From b450a7faf28cadcc572a4b55550337ab58a8e48c Mon Sep 17 00:00:00 2001
From: thomwolf <thomwolf@gmail.com>
Date: Mon, 18 Feb 2019 11:27:18 +0100
Subject: [PATCH] clean up tokenization - fix python 2 tests

---
 pytorch_pretrained_bert/tokenization_gpt2.py | 22 +++++++++++++++-----
 1 file changed, 17 insertions(+), 5 deletions(-)
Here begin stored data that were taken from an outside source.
//! UI events
//!
//! Events fed into the App state machine by the runtime.

use crate::{ContentError, ContentTable, KeyInput};

/// Events consumed by the App state machine.
#[derive(Debug)]
pub enum AppEvent {
    /// A line-editing key on the input field.
    Key(KeyInput),

    /// Clear-screen shortcut (Ctrl+L anywhere).
    ClearScreen,

    /// Toggle the nth visible detail section (zero-based).
    ToggleSection(usize),

    /// The content-source load finished.
    ContentLoaded(Result<ContentTable, ContentError>),

    /// Quit requested by the front end.
    Quit,
}
//! Asynchronous content-source boundary.
//!
//! Informational command bodies live outside the core. The controller only
//! requires that the source be loadable on demand and readable as a
//! name-to-fragment lookup; production bundles the fragments, tests inject
//! fakes for deterministic load outcomes.

use std::collections::HashMap;

use async_trait::async_trait;
use thiserror::Error;

/// Loaded content: command name to pre-rendered fragment text.
pub type ContentTable = HashMap<String, String>;

/// Failure to load the content source.
#[derive(Debug, Error)]
pub enum ContentError {
    /// The source could not be loaded; the next informational command
    /// retries.
    #[error("content source unavailable: {reason}")]
    Unavailable {
        /// Human-readable cause, surfaced only in diagnostics.
        reason: String,
    },
}

/// A lazily loadable mapping from command name to content fragment.
///
/// `load` is invoked at most once per attempt by the runtime, on the first
/// informational command; the controller caches the table on success and
/// answers later commands from memory.
#[async_trait]
pub trait ContentSource: Send + Sync {
    /// Load the full content table.
    async fn load(&self) -> Result<ContentTable, ContentError>;
}
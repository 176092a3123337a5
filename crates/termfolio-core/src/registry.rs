//! Static command registry.
//!
//! The registry's key set is the sole source of truth for "valid command".
//! Declaration order is significant: tab completion picks the first command
//! whose name starts with the typed prefix, in declaration order.

/// What a command does when dispatched.
#[derive(Debug, Clone, Copy, PartialEq, Eq)]
pub enum CommandKind {
    /// Reset the screen to the intro block.
    Clear,
    /// Switch to light mode.
    Light,
    /// Switch to dark mode.
    Dark,
    /// Look up a content fragment from the content table.
    Info,
}

/// One registered command.
#[derive(Debug, Clone, Copy)]
pub struct CommandSpec {
    /// Command name as typed by the user.
    pub name: &'static str,
    /// Human-readable description.
    pub description: &'static str,
    /// Dispatch classification.
    pub kind: CommandKind,
}

/// Built-in command set, in declaration order.
const COMMANDS: &[CommandSpec] = &[
    CommandSpec { name: "skills", description: "Display skills.", kind: CommandKind::Info },
    CommandSpec {
        name: "experience",
        description: "Display work experience.",
        kind: CommandKind::Info,
    },
    CommandSpec { name: "projects", description: "Display projects.", kind: CommandKind::Info },
    CommandSpec { name: "research", description: "Display research.", kind: CommandKind::Info },
    CommandSpec {
        name: "contact",
        description: "Display contact information.",
        kind: CommandKind::Info,
    },
    CommandSpec { name: "clear", description: "Clear the terminal.", kind: CommandKind::Clear },
    CommandSpec { name: "light", description: "Switch to light mode.", kind: CommandKind::Light },
    CommandSpec { name: "dark", description: "Switch to dark mode.", kind: CommandKind::Dark },
];

/// Immutable, ordered command registry.
#[derive(Debug, Clone, Copy)]
pub struct Registry {
    commands: &'static [CommandSpec],
}

impl Default for Registry {
    fn default() -> Self {
        Self { commands: COMMANDS }
    }
}

impl Registry {
    /// Classification for `name`, or `None` if the command is not registered.
    pub fn kind_of(&self, name: &str) -> Option<CommandKind> {
        self.commands.iter().find(|spec| spec.name == name).map(|spec| spec.kind)
    }

    /// Description for `name`, or `None` if the command is not registered.
    pub fn describe(&self, name: &str) -> Option<&'static str> {
        self.commands.iter().find(|spec| spec.name == name).map(|spec| spec.description)
    }

    /// First command whose name starts with `prefix`, in declaration order.
    ///
    /// Matching is case-sensitive. An empty prefix matches the first
    /// registered command.
    pub fn complete(&self, prefix: &str) -> Option<&'static str> {
        self.commands.iter().find(|spec| spec.name.starts_with(prefix)).map(|spec| spec.name)
    }

    /// Command names in declaration order.
    pub fn names(&self) -> impl Iterator<Item = &'static str> {
        self.commands.iter().map(|spec| spec.name)
    }

    /// All names joined with ` | `, as shown in the intro block.
    pub fn summary(&self) -> String {
        self.names().collect::<Vec<_>>().join(" | ")
    }
}

#[cfg(test)]
mod tests {
    use super::*;

    #[test]
    fn kind_of_registered_commands() {
        let registry = Registry::default();
        assert_eq!(registry.kind_of("skills"), Some(CommandKind::Info));
        assert_eq!(registry.kind_of("clear"), Some(CommandKind::Clear));
        assert_eq!(registry.kind_of("light"), Some(CommandKind::Light));
        assert_eq!(registry.kind_of("dark"), Some(CommandKind::Dark));
    }

    #[test]
    fn kind_of_unknown_command() {
        assert_eq!(Registry::default().kind_of("foobar"), None);
    }

    #[test]
    fn kind_of_is_case_sensitive() {
        // Dispatch lowercases before lookup; the registry itself does not.
        assert_eq!(Registry::default().kind_of("SKILLS"), None);
    }

    #[test]
    fn complete_prefix_match() {
        assert_eq!(Registry::default().complete("sk"), Some("skills"));
    }

    #[test]
    fn complete_no_match() {
        assert_eq!(Registry::default().complete("zz"), None);
    }

    #[test]
    fn complete_empty_prefix_is_first_command() {
        assert_eq!(Registry::default().complete(""), Some("skills"));
    }

    #[test]
    fn complete_prefers_declaration_order() {
        // "c" matches both "contact" and "clear"; "contact" is declared first.
        assert_eq!(Registry::default().complete("c"), Some("contact"));
    }

    #[test]
    fn summary_joins_names_in_order() {
        assert_eq!(
            Registry::default().summary(),
            "skills | experience | projects | research | contact | clear | light | dark"
        );
    }
}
diff --git a/pytorch_pretrained_bert/tokenization_gpt2.py b/pytorch_pretrained_bert/tokenization_gpt2.py
index 1f62d63200..f76651402d 100644
--- a/pytorch_pretrained_bert/tokenization_gpt2.py
+++ b/pytorch_pretrained_bert/tokenization_gpt2.py
@@ -20,14 +20,19 @@ import json
 import logging
 import os
 import regex as re
-import sys
 from io import open
-from functools import lru_cache
 
-from tqdm import tqdm
+try:
+    from functools import lru_cache
+except ImportError:
+    # Just a dummy decorator to get the checks to run on python2
+    # because honestly I don't want to support a byte-level unicode BPE tokenizer on python 2 right now.
+    def lru_cache(func):
+        def func_wrapper(*inputs, **args):
+            return func(inputs, args)
+        return func_wrapper
 
 from .file_utils import cached_path
-from .tokenization import BasicTokenizer
 
 logger = logging.getLogger(__name__)
 
@@ -125,7 +130,8 @@ class GPT2Tokenizer(object):
         tokenizer = cls(resolved_vocab_file, resolved_merges_file, *inputs, **kwargs)
         return tokenizer
 
-    def __init__(self, vocab_file, merges_file, errors='replace'):
+    def __init__(self, vocab_file, merges_file, errors='replace', max_len=None):
+        self.max_len = max_len if max_len is not None else int(1e12)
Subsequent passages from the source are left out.